The purpose of this blog is to bring people together.


Food is a common human thread.

No one survives without it.

When we begin to wrap our stories around this thread we create an unbreakable rope

that weaves us together.

We create a way of connection, understanding, and compassion.

Let's keep wrapping those stories around that thread!

Join in, we need your voice too!


Thank You!

Updated: Jul 19



Food.

Food is a necessary part of all our lives.

We need it to survive. It passes on traditions. It creates economies.

But, what does food 'feel like' to your mind and heart?

Where does it 'place' you? How does it connect you? When does it inspire you?

Alicia Garza, one of the founders of Black Lives Matter, answers these questions in her interview posted below.

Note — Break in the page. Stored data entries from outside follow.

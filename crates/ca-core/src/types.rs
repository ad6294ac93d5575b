//! Core domain types

use serde::{Deserialize, Serialize};
use std::collections::BTreeSet;
use std::fmt;
use std::net::{IpAddr, Ipv4Addr, SocketAddr};
use std::str::FromStr;

/// Which network the relay listens on
#[derive(Debug, Clone, Copy, Default, PartialEq, Eq, Hash, Serialize, Deserialize)]
#[serde(rename_all = "snake_case")]
pub enum NetworkMode {
    /// Devices on the same physical network; token required
    #[default]
    LocalSubnet,
    /// Devices on the overlay VPN; the overlay authenticates peers
    VpnOverlay,
}

impl NetworkMode {
    /// Whether connections must present the shared token
    pub fn requires_token(&self) -> bool {
        matches!(self, NetworkMode::LocalSubnet)
    }
}

impl fmt::Display for NetworkMode {
    fn fmt(&self, f: &mut fmt::Formatter<'_>) -> fmt::Result {
        match self {
            NetworkMode::LocalSubnet => write!(f, "local-subnet"),
            NetworkMode::VpnOverlay => write!(f, "vpn-overlay"),
        }
    }
}

impl FromStr for NetworkMode {
    type Err = String;

    fn from_str(s: &str) -> Result<Self, Self::Err> {
        match s.to_ascii_lowercase().replace('_', "-").as_str() {
            "local-subnet" | "local" | "lan" => Ok(NetworkMode::LocalSubnet),
            "vpn-overlay" | "vpn" | "tailscale" => Ok(NetworkMode::VpnOverlay),
            other => Err(format!(
                "unknown network mode '{}' (expected local-subnet or vpn-overlay)",
                other
            )),
        }
    }
}

/// Resolved listening address for one server start
#[derive(Debug, Clone, Copy, PartialEq, Eq, Serialize, Deserialize)]
pub struct BindDecision {
    /// Interface address to bind
    pub address: IpAddr,
    /// TCP port
    pub port: u16,
    /// Mode the address was resolved for
    pub mode: NetworkMode,
}

impl BindDecision {
    /// Create a new bind decision
    pub fn new(address: IpAddr, port: u16, mode: NetworkMode) -> Self {
        Self {
            address,
            port,
            mode,
        }
    }

    /// Socket address to pass to the listener
    pub fn socket_addr(&self) -> SocketAddr {
        SocketAddr::new(self.address, self.port)
    }

    /// URL remote clients connect to
    pub fn ws_url(&self) -> String {
        format!("ws://{}", self.socket_addr())
    }
}

impl fmt::Display for BindDecision {
    fn fmt(&self, f: &mut fmt::Formatter<'_>) -> fmt::Result {
        write!(f, "{} ({})", self.socket_addr(), self.mode)
    }
}

/// Stable identifier of a local network: its subnet in CIDR form
#[derive(Debug, Clone, PartialEq, Eq, PartialOrd, Ord, Hash, Serialize, Deserialize)]
#[serde(transparent)]
pub struct NetworkDescriptor(String);

impl NetworkDescriptor {
    /// Wrap an already-formatted descriptor
    pub fn new(descriptor: impl Into<String>) -> Self {
        Self(descriptor.into())
    }

    /// Derive the descriptor from an interface address and its netmask
    ///
    /// `192.168.1.23` with `255.255.255.0` becomes `192.168.1.0/24`. Without a
    /// netmask the host address itself (`/32`) is used.
    pub fn from_subnet(address: Ipv4Addr, netmask: Option<Ipv4Addr>) -> Self {
        let mask = netmask.map(u32::from).unwrap_or(u32::MAX);
        let prefix = mask.leading_ones();
        let network = Ipv4Addr::from(u32::from(address) & mask);
        Self(format!("{}/{}", network, prefix))
    }

    /// Get the raw descriptor string
    pub fn as_str(&self) -> &str {
        &self.0
    }
}

impl fmt::Display for NetworkDescriptor {
    fn fmt(&self, f: &mut fmt::Formatter<'_>) -> fmt::Result {
        write!(f, "{}", self.0)
    }
}

/// Networks the user approved for automatic relay startup
#[derive(Debug, Clone, Default, PartialEq, Eq, Serialize, Deserialize)]
#[serde(transparent)]
pub struct TrustedNetworks(BTreeSet<NetworkDescriptor>);

impl TrustedNetworks {
    /// Create an empty set
    pub fn new() -> Self {
        Self::default()
    }

    /// Whether the descriptor is trusted
    pub fn contains(&self, network: &NetworkDescriptor) -> bool {
        self.0.contains(network)
    }

    /// Trust a network; returns false if it was already trusted
    pub fn insert(&mut self, network: NetworkDescriptor) -> bool {
        self.0.insert(network)
    }

    /// Stop trusting a network; returns false if it was not trusted
    pub fn remove(&mut self, network: &NetworkDescriptor) -> bool {
        self.0.remove(network)
    }

    /// Iterate trusted descriptors in sorted order
    pub fn iter(&self) -> impl Iterator<Item = &NetworkDescriptor> {
        self.0.iter()
    }

    /// Number of trusted networks
    pub fn len(&self) -> usize {
        self.0.len()
    }

    /// Check if empty
    pub fn is_empty(&self) -> bool {
        self.0.is_empty()
    }
}

impl FromIterator<NetworkDescriptor> for TrustedNetworks {
    fn from_iter<I: IntoIterator<Item = NetworkDescriptor>>(iter: I) -> Self {
        Self(iter.into_iter().collect())
    }
}
/// Question follows
///
/// Many-to-many "user follows question". No record type of its own.

use crate::db::{Database, Question, User};
use crate::error::Result;
use crate::records::non_empty;

/// Query group over `question_follows`
pub struct QuestionFollow;

impl QuestionFollow {
    pub async fn followers_for_question_id(db: &Database, question_id: i64) -> Result<Option<Vec<User>>> {
        Ok(non_empty(db.followers_for_question_id(question_id).await?))
    }

    pub async fn followed_questions_for_user_id(
        db: &Database,
        user_id: i64,
    ) -> Result<Option<Vec<Question>>> {
        Ok(non_empty(db.followed_questions_for_user_id(user_id).await?))
    }

    pub async fn num_followers_for_question_id(db: &Database, question_id: i64) -> Result<i64> {
        db.num_followers_for_question_id(question_id).await
    }

    /// At most `n` questions, most followers first
    pub async fn most_followed_questions(db: &Database, n: u32) -> Result<Option<Vec<Question>>> {
        Ok(non_empty(db.most_followed_questions(n).await?))
    }

    pub async fn follow(db: &Database, user_id: i64, question_id: i64) -> Result<()> {
        db.insert_follow(user_id, question_id).await
    }
}
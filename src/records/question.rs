/// Question finders, relationship accessors and rankings

use crate::db::{Database, NewQuestion, Question, Reply, User};
use crate::error::Result;
use crate::records::{non_empty, QuestionFollow, QuestionLike};

impl Question {
    pub async fn all(db: &Database) -> Result<Vec<Question>> {
        db.all_questions().await
    }

    pub async fn find_by_id(db: &Database, id: i64) -> Result<Option<Question>> {
        db.get_question_by_id(id).await
    }

    pub async fn find_by_user_id(db: &Database, user_id: i64) -> Result<Option<Vec<Question>>> {
        Ok(non_empty(db.get_questions_by_user_id(user_id).await?))
    }

    /// The user who asked this question
    pub async fn author(&self, db: &Database) -> Result<Option<User>> {
        User::find_by_id(db, self.user_id).await
    }

    /// All replies under this question, at every depth
    pub async fn replies(&self, db: &Database) -> Result<Option<Vec<Reply>>> {
        Reply::find_by_question_id(db, self.id).await
    }

    pub async fn followers(&self, db: &Database) -> Result<Option<Vec<User>>> {
        QuestionFollow::followers_for_question_id(db, self.id).await
    }

    pub async fn num_followers(&self, db: &Database) -> Result<i64> {
        QuestionFollow::num_followers_for_question_id(db, self.id).await
    }

    pub async fn likers(&self, db: &Database) -> Result<Option<Vec<User>>> {
        QuestionLike::likers_for_question_id(db, self.id).await
    }

    /// Like count; zero rather than absent when nobody liked the question
    pub async fn num_likes(&self, db: &Database) -> Result<i64> {
        QuestionLike::num_likes_for_question_id(db, self.id).await
    }

    pub async fn most_followed(db: &Database, n: u32) -> Result<Option<Vec<Question>>> {
        QuestionFollow::most_followed_questions(db, n).await
    }

    pub async fn most_liked(db: &Database, n: u32) -> Result<Option<Vec<Question>>> {
        QuestionLike::most_liked_questions(db, n).await
    }
}

impl NewQuestion {
    /// Insert the question and return it with its generated id
    pub async fn save(&self, db: &Database) -> Result<Question> {
        db.insert_question(self).await
    }
}
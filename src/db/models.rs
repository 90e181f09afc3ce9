/// Data models for database entities
///
/// All models map to database tables and decode through `sqlx::FromRow`,
/// so a row with a missing or mistyped column fails instead of producing
/// a half-filled record.

use serde::{Deserialize, Serialize};
use sqlx::FromRow;
use std::fmt;

/// A row of `users`
///
/// `id` is `None` until the record has been saved and never changes after.
#[derive(Debug, Clone, PartialEq, Eq, Serialize, Deserialize, FromRow)]
pub struct User {
    id: Option<i64>,
    pub fname: String,
    pub lname: String,
}

impl User {
    /// Build an unsaved user
    pub fn new(fname: impl Into<String>, lname: impl Into<String>) -> Self {
        Self {
            id: None,
            fname: fname.into(),
            lname: lname.into(),
        }
    }

    pub fn id(&self) -> Option<i64> {
        self.id
    }

    /// Record the id generated on insert
    ///
    /// Only the first assignment sticks; returns false if an id was already set.
    pub(crate) fn assign_id(&mut self, id: i64) -> bool {
        if self.id.is_some() {
            return false;
        }
        self.id = Some(id);
        true
    }
}

impl fmt::Display for User {
    fn fmt(&self, f: &mut fmt::Formatter<'_>) -> fmt::Result {
        match self.id {
            Some(id) => write!(f, "User {} {} (id {})", self.fname, self.lname, id),
            None => write!(f, "User {} {}", self.fname, self.lname),
        }
    }
}

/// A row of `questions`
#[derive(Debug, Clone, PartialEq, Eq, Serialize, Deserialize, FromRow)]
pub struct Question {
    pub id: i64,
    pub title: String,
    pub body: String,
    pub user_id: i64,
}

/// A row of `replies`
///
/// `parent_id` is `None` for a top-level reply to the question.
#[derive(Debug, Clone, PartialEq, Eq, Serialize, Deserialize, FromRow)]
pub struct Reply {
    pub id: i64,
    pub question_id: i64,
    pub parent_id: Option<i64>,
    pub user_id: i64,
    pub body: String,
}

impl Reply {
    pub fn is_root(&self) -> bool {
        self.parent_id.is_none()
    }
}

/// Input for inserting a new question
#[derive(Debug, Clone, Serialize, Deserialize)]
pub struct NewQuestion {
    pub title: String,
    pub body: String,
    pub user_id: i64,
}

/// Input for inserting a new reply
#[derive(Debug, Clone, Serialize, Deserialize)]
pub struct NewReply {
    pub question_id: i64,
    pub parent_id: Option<i64>,
    pub user_id: i64,
    pub body: String,
}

Washington Post story by Elazar Sontag, March 26, 2018

To this Black Lives Matter co-founder, activism begins in the kitchen

"There is an important story to tell around the way food helps us reconnect with ourselves" says Alicia Garza, co-founder of the Black Lives Matter movement. (Gus Aronson)

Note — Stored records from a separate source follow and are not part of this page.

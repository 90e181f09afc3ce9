/// Queries against the `replies` table

use crate::db::models::{NewReply, Reply};
use crate::db::Database;
use crate::error::Result;
use tracing::debug;

impl Database {
    /// Every reply, in id order
    pub async fn all_replies(&self) -> Result<Vec<Reply>> {
        let replies = sqlx::query_as::<_, Reply>(
            "SELECT id, question_id, parent_id, user_id, body FROM replies ORDER BY id",
        )
        .fetch_all(self.pool())
        .await?;

        Ok(replies)
    }

    /// Get reply by ID
    pub async fn get_reply_by_id(&self, id: i64) -> Result<Option<Reply>> {
        let reply = sqlx::query_as::<_, Reply>(
            "SELECT id, question_id, parent_id, user_id, body FROM replies WHERE id = ?",
        )
        .bind(id)
        .fetch_optional(self.pool())
        .await?;

        Ok(reply)
    }

    /// Replies written by a user
    pub async fn get_replies_by_user_id(&self, user_id: i64) -> Result<Vec<Reply>> {
        let replies = sqlx::query_as::<_, Reply>(
            r#"
            SELECT id, question_id, parent_id, user_id, body
            FROM replies
            WHERE user_id = ?
            ORDER BY id
            "#,
        )
        .bind(user_id)
        .fetch_all(self.pool())
        .await?;

        Ok(replies)
    }

    /// Replies at any depth under a question
    pub async fn get_replies_by_question_id(&self, question_id: i64) -> Result<Vec<Reply>> {
        let replies = sqlx::query_as::<_, Reply>(
            r#"
            SELECT id, question_id, parent_id, user_id, body
            FROM replies
            WHERE question_id = ?
            ORDER BY id
            "#,
        )
        .bind(question_id)
        .fetch_all(self.pool())
        .await?;

        Ok(replies)
    }

    /// Direct children of a reply
    pub async fn get_child_replies(&self, parent_id: i64) -> Result<Vec<Reply>> {
        let replies = sqlx::query_as::<_, Reply>(
            r#"
            SELECT id, question_id, parent_id, user_id, body
            FROM replies
            WHERE parent_id = ?
            ORDER BY id
            "#,
        )
        .bind(parent_id)
        .fetch_all(self.pool())
        .await?;

        Ok(replies)
    }

    /// Insert a reply row and return it with its generated id
    pub async fn insert_reply(&self, input: &NewReply) -> Result<Reply> {
        let reply = sqlx::query_as::<_, Reply>(
            r#"
            INSERT INTO replies (question_id, parent_id, user_id, body)
            VALUES (?, ?, ?, ?)
            RETURNING id, question_id, parent_id, user_id, body
            "#,
        )
        .bind(input.question_id)
        .bind(input.parent_id)
        .bind(input.user_id)
        .bind(&input.body)
        .fetch_one(self.pool())
        .await?;

        debug!(
            reply_id = reply.id,
            question_id = reply.question_id,
            parent_id = ?reply.parent_id,
            "inserted reply"
        );
        Ok(reply)
    }
}
/// Database connection management
///
/// One `Database` owns exactly one SQLite connection. Callers construct it
/// at their composition root and pass it by reference to every finder.

use crate::error::Result;
use sqlx::sqlite::{SqliteConnectOptions, SqlitePool, SqlitePoolOptions};
use sqlx::ConnectOptions;
use std::path::{Path, PathBuf};
use std::str::FromStr;
use tracing::{debug, info};

/// A single connection, shared by every record type for the lifetime of the handle
const MAX_CONNECTIONS: u32 = 1;

/// Schema applied to fixture databases
const SCHEMA: &str = include_str!("schema.sql");

/// Data-access handle wrapping the one connection
#[derive(Clone, Debug)]
pub struct Database {
    pool: SqlitePool,
    db_path: PathBuf,
}

impl Database {
    /// Open the database file at `db_path`
    ///
    /// The file is created if missing, but tables are not: schema is
    /// provisioned outside this crate (see [`Database::initialize_schema`]).
    ///
    /// # Examples
    /// ```no_run
    /// use aa_questions_lib::Database;
    ///
    /// # async fn example() -> Result<(), Box<dyn std::error::Error>> {
    /// let db = Database::open("questions.db").await?;
    /// # Ok(())
    /// # }
    /// ```
    pub async fn open<P: AsRef<Path>>(db_path: P) -> Result<Self> {
        let db_path = db_path.as_ref().to_path_buf();

        if let Some(parent) = db_path.parent() {
            if !parent.as_os_str().is_empty() {
                std::fs::create_dir_all(parent)?;
            }
        }

        let options = SqliteConnectOptions::new()
            .filename(&db_path)
            .create_if_missing(true)
            .foreign_keys(true)
            .disable_statement_logging();

        let pool = Self::connect(options).await?;
        info!(path = %db_path.display(), "opened questions database");

        Ok(Self { pool, db_path })
    }

    /// Open a private in-memory database with the fixture schema applied
    ///
    /// Every call yields an independent database, which keeps tests isolated.
    pub async fn open_in_memory() -> Result<Self> {
        let options = SqliteConnectOptions::from_str("sqlite::memory:")?
            .foreign_keys(true)
            .disable_statement_logging();

        let db = Self {
            pool: Self::connect(options).await?,
            db_path: PathBuf::from(":memory:"),
        };

        db.initialize_schema().await?;

        Ok(db)
    }

    async fn connect(options: SqliteConnectOptions) -> Result<SqlitePool> {
        // The connection must never be reaped: an in-memory database lives
        // only as long as its connection.
        let pool = SqlitePoolOptions::new()
            .max_connections(MAX_CONNECTIONS)
            .idle_timeout(None)
            .max_lifetime(None)
            .connect_with(options)
            .await?;

        Ok(pool)
    }

    /// Create the five tables and their indexes if they don't exist
    pub async fn initialize_schema(&self) -> Result<()> {
        // raw_sql runs the whole multi-statement script, comments included
        sqlx::raw_sql(SCHEMA).execute(&self.pool).await?;

        debug!(path = %self.db_path.display(), "schema initialized");
        Ok(())
    }

    /// Get reference to the underlying pool
    ///
    /// Used internally by query modules.
    pub fn pool(&self) -> &SqlitePool {
        &self.pool
    }

    /// Get the database file path
    pub fn path(&self) -> &Path {
        &self.db_path
    }

    /// Close the connection
    pub async fn close(&self) {
        self.pool.close().await;
    }

    /// Row counts for each table
    pub async fn stats(&self) -> Result<TableStats> {
        let (users, questions, replies, follows, likes): (i64, i64, i64, i64, i64) =
            sqlx::query_as(
                r#"
                SELECT
                    (SELECT COUNT(*) FROM users),
                    (SELECT COUNT(*) FROM questions),
                    (SELECT COUNT(*) FROM replies),
                    (SELECT COUNT(*) FROM question_follows),
                    (SELECT COUNT(*) FROM question_likes)
                "#,
            )
            .fetch_one(&self.pool)
            .await?;

        Ok(TableStats {
            users,
            questions,
            replies,
            follows,
            likes,
        })
    }
}

/// Row counts per table
#[derive(Debug, Clone, Copy, PartialEq, Eq, serde::Serialize)]
pub struct TableStats {
    pub users: i64,
    pub questions: i64,
    pub replies: i64,
    pub follows: i64,
    pub likes: i64,
}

Years before co-founding Black Lives Matter, Alicia Garza sat in a cramped kitchen sipping a sweet gin drink from a red Solo cup, waiting for a pan of turkey legs to finish cooking.

The kitchen belonged to Betty Higgins, a retired bus driver in San Francisco’s Bayview neighborhood. Higgins — or Ms. Betty as everyone called her — was a fixture of the community, and as a neighborhood organizer at the time, Garza wanted to pick her brain. But when Garza would knock on her door, Higgins would brush her off. Something wasn’t clicking. Then Garza realized: If she wanted to have a real conversation with Higgins, she had to put down her clipboard, go inside and talk while Higgins cooked and took care of her kids.

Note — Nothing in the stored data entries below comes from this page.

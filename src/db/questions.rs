/// Queries against the `questions` table

use crate::db::models::{NewQuestion, Question};
use crate::db::Database;
use crate::error::Result;
use tracing::debug;

impl Database {
    /// Every question, in id order
    pub async fn all_questions(&self) -> Result<Vec<Question>> {
        let questions = sqlx::query_as::<_, Question>(
            "SELECT id, title, body, user_id FROM questions ORDER BY id",
        )
        .fetch_all(self.pool())
        .await?;

        Ok(questions)
    }

    /// Get question by ID
    pub async fn get_question_by_id(&self, id: i64) -> Result<Option<Question>> {
        let question = sqlx::query_as::<_, Question>(
            "SELECT id, title, body, user_id FROM questions WHERE id = ?",
        )
        .bind(id)
        .fetch_optional(self.pool())
        .await?;

        Ok(question)
    }

    /// Questions authored by a user
    pub async fn get_questions_by_user_id(&self, user_id: i64) -> Result<Vec<Question>> {
        let questions = sqlx::query_as::<_, Question>(
            "SELECT id, title, body, user_id FROM questions WHERE user_id = ? ORDER BY id",
        )
        .bind(user_id)
        .fetch_all(self.pool())
        .await?;

        Ok(questions)
    }

    /// Insert a question row and return it with its generated id
    pub async fn insert_question(&self, input: &NewQuestion) -> Result<Question> {
        let question = sqlx::query_as::<_, Question>(
            r#"
            INSERT INTO questions (title, body, user_id)
            VALUES (?, ?, ?)
            RETURNING id, title, body, user_id
            "#,
        )
        .bind(&input.title)
        .bind(&input.body)
        .bind(input.user_id)
        .fetch_one(self.pool())
        .await?;

        debug!(question_id = question.id, user_id = question.user_id, "inserted question");
        Ok(question)
    }
}
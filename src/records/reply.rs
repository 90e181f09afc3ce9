/// Reply finders and tree navigation
///
/// Replies form a tree per question through `parent_id`. There is no bulk
/// fetch: each step up or down the tree is one round trip.

use crate::db::{Database, NewReply, Question, Reply, User};
use crate::error::Result;
use crate::records::non_empty;

impl Reply {
    pub async fn all(db: &Database) -> Result<Vec<Reply>> {
        db.all_replies().await
    }

    pub async fn find_by_id(db: &Database, id: i64) -> Result<Option<Reply>> {
        db.get_reply_by_id(id).await
    }

    pub async fn find_by_user_id(db: &Database, user_id: i64) -> Result<Option<Vec<Reply>>> {
        Ok(non_empty(db.get_replies_by_user_id(user_id).await?))
    }

    pub async fn find_by_question_id(db: &Database, question_id: i64) -> Result<Option<Vec<Reply>>> {
        Ok(non_empty(db.get_replies_by_question_id(question_id).await?))
    }

    pub async fn author(&self, db: &Database) -> Result<Option<User>> {
        User::find_by_id(db, self.user_id).await
    }

    pub async fn question(&self, db: &Database) -> Result<Option<Question>> {
        Question::find_by_id(db, self.question_id).await
    }

    /// The reply this one answers; `None` for a root reply
    pub async fn parent_reply(&self, db: &Database) -> Result<Option<Reply>> {
        match self.parent_id {
            Some(parent_id) => Reply::find_by_id(db, parent_id).await,
            None => Ok(None),
        }
    }

    /// Direct children; `None` for a leaf
    pub async fn child_replies(&self, db: &Database) -> Result<Option<Vec<Reply>>> {
        Ok(non_empty(db.get_child_replies(self.id).await?))
    }
}

impl NewReply {
    /// Insert the reply and return it with its generated id
    pub async fn save(&self, db: &Database) -> Result<Reply> {
        db.insert_reply(self).await
    }
}

#[cfg(test)]
mod tests {
    use super::*;
    use crate::db::test_support;

    async fn answer(db: &Database, question_id: i64, parent: Option<&Reply>, user_id: i64) -> Reply {
        NewReply {
            question_id,
            parent_id: parent.map(|p| p.id),
            user_id,
            body: "reply".to_string(),
        }
        .save(db)
        .await
        .unwrap()
    }

    #[tokio::test]
    async fn test_find_by_question_id_absence() {
        let db = Database::open_in_memory().await.unwrap();
        let ada = test_support::user(&db, "Ada", "Lovelace").await;
        let q = test_support::question(&db, "Q1", ada).await;

        assert!(Reply::find_by_question_id(&db, q).await.unwrap().is_none());
        assert!(Reply::find_by_user_id(&db, ada).await.unwrap().is_none());

        answer(&db, q, None, ada).await;
        assert_eq!(Reply::find_by_question_id(&db, q).await.unwrap().unwrap().len(), 1);
    }

    #[tokio::test]
    async fn test_tree_navigation() {
        let db = Database::open_in_memory().await.unwrap();
        let ada = test_support::user(&db, "Ada", "Lovelace").await;
        let grace = test_support::user(&db, "Grace", "Hopper").await;
        let q = test_support::question(&db, "Q1", ada).await;

        let root = answer(&db, q, None, grace).await;
        let child = answer(&db, q, Some(&root), ada).await;
        let grandchild = answer(&db, q, Some(&child), grace).await;

        assert!(root.parent_reply(&db).await.unwrap().is_none());

        let parent = child.parent_reply(&db).await.unwrap().unwrap();
        assert_eq!(parent, root);

        let children = root.child_replies(&db).await.unwrap().unwrap();
        assert_eq!(children, vec![child.clone()]);

        let parent = grandchild.parent_reply(&db).await.unwrap().unwrap();
        assert!(parent.child_replies(&db).await.unwrap().unwrap().contains(&grandchild));

        assert!(grandchild.child_replies(&db).await.unwrap().is_none());
    }

    #[tokio::test]
    async fn test_author_and_question() {
        let db = Database::open_in_memory().await.unwrap();
        let ada = test_support::user(&db, "Ada", "Lovelace").await;
        let q = test_support::question(&db, "Q1", ada).await;
        let reply = answer(&db, q, None, ada).await;

        assert_eq!(reply.author(&db).await.unwrap().unwrap().lname, "Lovelace");
        assert_eq!(reply.question(&db).await.unwrap().unwrap().title, "Q1");
        assert_eq!(Reply::all(&db).await.unwrap(), vec![reply]);
    }
}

“I had to learn it’s not about getting through your list of things,” she says. “If you’re going to visit Ms. Betty, you’re going to sit there for a couple hours. At the end, you’re going to eat good food, and she’s going to be, like, ‘This person cares about me.’ ”

The lesson was about more than that one connection: Garza was also starting to learn that food and cooking can be as crucial to her work as they had always been to her personal life.


Black Lives Matter was born in 2013, after George Zimmerman was acquitted in the shooting of Trayvon Martin in Florida. Garza took to Facebook from her Oakland, Calif., home, and penned a now-famous letter. She concluded it by saying, “Black people. I love you. I love us. We matter. Our lives matter, Black lives matter.”


Over the next year, those last three words grew into a national movement. “I stopped being how I’m used to being,” Garza recalls, “which is relatively anonymous.” At her favorite restaurants, she would be approached by strangers, all of them weighing in on how the movement could change, be better, do more. The lack of privacy, the monumental expectations — they have made for a high-intensity life. So, to relax, Garza, 37, does what she has always done. She cooks.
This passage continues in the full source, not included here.